Riding Numbers: Which model?

Saturday, 11 December 2010

Which model?

It happened just last month, a paper of ours submitted to a journal got rejected mainly because of many non methodological problems, but there was one critic related to our regression model. Since our dependent variable was a sort of count, we were asked to explain why using a linear regression model instead of a Poisson model.

We noticed the highly skewed nature of the dependent variable, so we applied the logarithmic transformation before fitting the linear model. To make coefficients more easily interpretable we exponentiated them and presented the results with confidence intervals.

Upon receiving the comment from the publisher reviewer, we decided to go back and readjust the data using the Poisson model.
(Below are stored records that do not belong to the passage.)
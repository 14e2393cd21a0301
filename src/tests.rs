pub(crate) mod support {
    use std::collections::HashMap;
    use std::io::{BufRead, BufReader, Cursor, Write};
    use std::net::{SocketAddr, TcpListener, TcpStream};
    use std::sync::atomic::{AtomicUsize, Ordering};
    use std::sync::{Arc, Mutex};
    use std::thread;
    use zip::write::FileOptions;

    type Routes = Arc<Mutex<HashMap<String, Vec<u8>>>>;

    /// Minimal HTTP/1.1 responder serving canned bodies from memory.
    pub struct TestServer {
        addr: SocketAddr,
        routes: Routes,
        hits: Arc<AtomicUsize>,
    }

    impl TestServer {
        pub fn start(routes: Vec<(&str, Vec<u8>)>) -> Self {
            let listener = TcpListener::bind("127.0.0.1:0").expect("Failed to bind test server");
            let addr = listener.local_addr().expect("Failed to read local addr");
            let routes: Routes = Arc::new(Mutex::new(
                routes
                    .into_iter()
                    .map(|(path, body)| (path.to_string(), body))
                    .collect(),
            ));
            let hits = Arc::new(AtomicUsize::new(0));

            let thread_routes = Arc::clone(&routes);
            let thread_hits = Arc::clone(&hits);
            thread::spawn(move || {
                for stream in listener.incoming().flatten() {
                    thread_hits.fetch_add(1, Ordering::SeqCst);
                    let _ = respond(stream, &thread_routes);
                }
            });

            Self { addr, routes, hits }
        }

        pub fn url(&self, path: &str) -> String {
            format!("http://{}{}", self.addr, path)
        }

        pub fn route(&self, path: &str, body: Vec<u8>) {
            self.routes
                .lock()
                .unwrap()
                .insert(path.to_string(), body);
        }

        pub fn hits(&self) -> usize {
            self.hits.load(Ordering::SeqCst)
        }
    }

    fn respond(stream: TcpStream, routes: &Routes) -> std::io::Result<()> {
        let mut reader = BufReader::new(stream.try_clone()?);
        let mut request_line = String::new();
        reader.read_line(&mut request_line)?;
        loop {
            let mut header = String::new();
            if reader.read_line(&mut header)? == 0 || header == "\r\n" {
                break;
            }
        }

        let path = request_line
            .split_whitespace()
            .nth(1)
            .unwrap_or("/")
            .to_string();
        let body = routes.lock().unwrap().get(&path).cloned();

        let mut stream = stream;
        match body {
            Some(body) => {
                write!(
                    stream,
                    "HTTP/1.1 200 OK\r\nContent-Length: {}\r\nConnection: close\r\n\r\n",
                    body.len()
                )?;
                stream.write_all(&body)?;
            }
            None => {
                write!(
                    stream,
                    "HTTP/1.1 404 Not Found\r\nContent-Length: 0\r\nConnection: close\r\n\r\n"
                )?;
            }
        }
        stream.flush()
    }

    /// Build a zip whose entries all live under `wrapper/`. Names ending in
    /// `/` become directories.
    pub fn skeleton_zip(wrapper: &str, entries: &[(&str, &str)]) -> Vec<u8> {
        let prefixed: Vec<(String, &str)> = entries
            .iter()
            .map(|(name, content)| (format!("{}/{}", wrapper, name), *content))
            .collect();

        let mut all = vec![(format!("{}/", wrapper), "")];
        all.extend(prefixed);
        let refs: Vec<(&str, &str)> = all.iter().map(|(n, c)| (n.as_str(), *c)).collect();
        raw_zip(&refs)
    }

    /// Build a zip with exactly the given entry names.
    pub fn raw_zip(entries: &[(&str, &str)]) -> Vec<u8> {
        let mut writer = zip::ZipWriter::new(Cursor::new(Vec::new()));
        let options = FileOptions::default();

        for (name, content) in entries {
            if name.ends_with('/') {
                writer
                    .add_directory(name.trim_end_matches('/'), options)
                    .unwrap();
            } else {
                writer.start_file(*name, options).unwrap();
                writer.write_all(content.as_bytes()).unwrap();
            }
        }

        writer.finish().unwrap().into_inner()
    }
}

use crate::config;
use crate::types::{InstallOptions, OctoConfig, ReleaseChannel};
use std::path::PathBuf;

#[test]
fn test_normalize_key() {
    assert_eq!(config::normalize_key("stable-url"), "stable_url");
    assert_eq!(config::normalize_key("phpBinary"), "php_binary");
    assert_eq!(config::normalize_key("http-timeout-secs"), "http_timeout_secs");
}

#[test]
fn test_config_default() {
    let config = OctoConfig::default();
    assert_eq!(
        config.settings.stable_url,
        "https://github.com/rueduphp/skeleton/archive/master.zip"
    );
    assert_eq!(config.settings.wrapper_dir, "skeleton-master");
    assert_eq!(config.settings.http_timeout_secs, 300);
    assert_eq!(config.settings.php_binary, "php");
}

#[test]
fn test_config_tolerates_partial_file() {
    let config: OctoConfig =
        serde_json::from_str(r#"{"settings": {"wrapper_dir": "skeleton-develop"}}"#).unwrap();
    assert_eq!(config.settings.wrapper_dir, "skeleton-develop");
    assert_eq!(config.settings.php_binary, "php");

    let config: OctoConfig = serde_json::from_str("{}").unwrap();
    assert_eq!(config, OctoConfig::default());
}

#[test]
fn test_release_channel_from_flag() {
    assert_eq!(ReleaseChannel::from_dev_flag(false), ReleaseChannel::Stable);
    assert_eq!(ReleaseChannel::from_dev_flag(true), ReleaseChannel::Dev);
    assert_eq!(ReleaseChannel::Dev.to_string(), "dev");
}

#[test]
fn test_install_options_target() {
    let cwd = PathBuf::from("/work");
    let options = InstallOptions::new(
        cwd.clone(),
        Some("demo"),
        ReleaseChannel::Stable,
        Default::default(),
    );
    assert_eq!(options.target_dir, PathBuf::from("/work/demo"));
    assert!(options.allow_tty);

    let options = InstallOptions::new(cwd.clone(), None, ReleaseChannel::Dev, Default::default())
        .with_tty(false);
    assert_eq!(options.target_dir, cwd);
    assert!(!options.allow_tty);
}
use std::process::Command;

fn git(args: &[&str]) -> Option<String> {
    let output = Command::new("git").args(args).output().ok()?;
    if !output.status.success() {
        return None;
    }
    let text = String::from_utf8(output.stdout).ok()?;
    let text = text.trim();
    (!text.is_empty()).then(|| text.to_string())
}

fn main() {
    let commit = git(&["rev-parse", "--short", "HEAD"]).unwrap_or_else(|| "unknown".to_string());
    let branch = git(&["branch", "--show-current"]).unwrap_or_else(|| "unknown".to_string());

    println!("cargo:rustc-env=OCTO_GIT_COMMIT={}", commit);
    println!("cargo:rustc-env=OCTO_GIT_BRANCH={}", branch);

    // Release builds are cut from a tag; the tag alone becomes the version
    if let Some(tag) = git(&["tag", "--points-at", "HEAD"]) {
        let tag = tag.lines().next().unwrap_or_default().to_string();
        println!("cargo:rustc-env=OCTO_GIT_TAG={}", tag);
    }

    println!("cargo:rerun-if-changed=.git/HEAD");
    println!("cargo:rerun-if-changed=.git/refs/");
}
It turned out that the Poisson model was not adequate because of overdispersion, so we fitted the Negative Binomial model instead, with log link. It worked nicely but for our surprise the coefficients were nearly identical to the ones from the linear model, fitted with logarithmic transformation of the dependent variable.
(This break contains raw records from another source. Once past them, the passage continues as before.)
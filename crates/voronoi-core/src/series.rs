// File: crates/voronoi-core/src/series.rs
// Summary: Point/series model for hover data, plus the cumulative stacking helper.

use std::collections::HashMap;

/// A plotted datum. `payload` is whatever the caller wants back on hover.
#[derive(Clone, Debug, PartialEq)]
pub struct Point<D> {
    pub x: f64,
    pub y: f64,
    /// Stacking baseline; only meaningful when stacked rendering is active.
    pub y0: Option<f64>,
    pub payload: D,
}

impl<D> Point<D> {
    pub fn new(x: f64, y: f64, payload: D) -> Self {
        Self { x, y, y0: None, payload }
    }

    pub fn with_baseline(mut self, y0: f64) -> Self {
        self.y0 = Some(y0);
        self
    }

    /// Top of the stacked bar: `y + y0`, with a missing baseline read as 0.0.
    pub fn stacked_y(&self) -> f64 {
        self.y + self.y0.unwrap_or(0.0)
    }
}

#[derive(Clone, Debug, PartialEq)]
pub struct Series<D> {
    pub name: String,
    pub data: Vec<Point<D>>,
}

impl<D> Series<D> {
    pub fn new(name: impl Into<String>) -> Self {
        Self { name: name.into(), data: Vec::new() }
    }

    pub fn with_data(name: impl Into<String>, data: Vec<Point<D>>) -> Self {
        Self { name: name.into(), data }
    }

    pub fn push(&mut self, point: Point<D>) {
        self.data.push(point);
    }

    pub fn len(&self) -> usize { self.data.len() }
    pub fn is_empty(&self) -> bool { self.data.is_empty() }
}

/// Every series of a chart, in draw order.
pub type Dataset<D> = Vec<Series<D>>;

/// Iterate all points of all series in encounter order.
pub fn flatten<D>(dataset: &[Series<D>]) -> impl Iterator<Item = &Point<D>> {
    dataset.iter().flat_map(|s| s.data.iter())
}

impl<D: Clone> Series<D> {
    /// Assign cumulative baselines so each series sits on top of the ones before it.
    /// Points are aligned by exact x; a series' `y0` at x is the sum of the `y` values
    /// of all earlier series at that x (0.0 when none).
    pub fn stacked(dataset: &[Series<D>]) -> Dataset<D> {
        let mut running: HashMap<u64, f64> = HashMap::new();
        dataset
            .iter()
            .map(|s| {
                let data = s
                    .data
                    .iter()
                    .map(|p| {
                        let acc = running.entry(key(p.x)).or_insert(0.0);
                        let out = Point { y0: Some(*acc), ..p.clone() };
                        *acc += p.y;
                        out
                    })
                    .collect();
                Series { name: s.name.clone(), data }
            })
            .collect()
    }
}

/// Bit pattern of a coordinate, with -0.0 folded onto 0.0.
pub(crate) fn key(v: f64) -> u64 {
    if v == 0.0 { 0.0f64.to_bits() } else { v.to_bits() }
}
It feels good when you do the right thing and you can say "I used a Negative Binomial Model", it looks like you are a professional statistician using high level and advanced models, the state of art type of thing, despite of the fact that this model is around for quite some time and what makes it to look good is, perhaps, the fact that the linear regression model is by far almost the only think know outside of statistical circles.

But my point is that to me it is not really clear how worth is to go to the Negative Binomial model when conclusions will not be different from the simpler linear model. Maybe it makes sense to take the effort to go the most advanced way in a scientific paper, but we also have the world out there where we need to be pragmatic. Does it pay to use the Poisson, Negative Binomial, Gamma or whatever model in the real world or it ends up being just academic distraction? Maybe in some cases it does pay out, like if you think about some financial predictive models out there, but for most part my impression is that we do not add value by using more advanced and technically correct statistical methods. This might seem a word against statistic but I think it is the opposite. We, as statistician, should pursue the answer to questions like this, so to know when it is important seeking more advanced methods and when we might do just as well with simple models...

2 comments:

Will Dwinnell said...: I find your critic's question about not using Poisson regression interesting. I am not the first person to observe that traditional statisticians tend to worry about matching "appropriate" models to statistical assumptions, and data miners worry more about out-of-sample results.

My point is that I (a data miner) might have also asked what alternative models were attempted, but not because I thought that such-and-such model (in this case Poisson regression) should be used, but because other models might outperform the one you tried.; 12 December 2010 at 14:14
Paulo said...: Fala Marcão! Quase 1 ano depois eu leio esse post. Gostei bastante e até enviei ele pelo meu twitter.
Abraços.
Paulo Nogueira Starzynski; 8 November 2011 at 11:40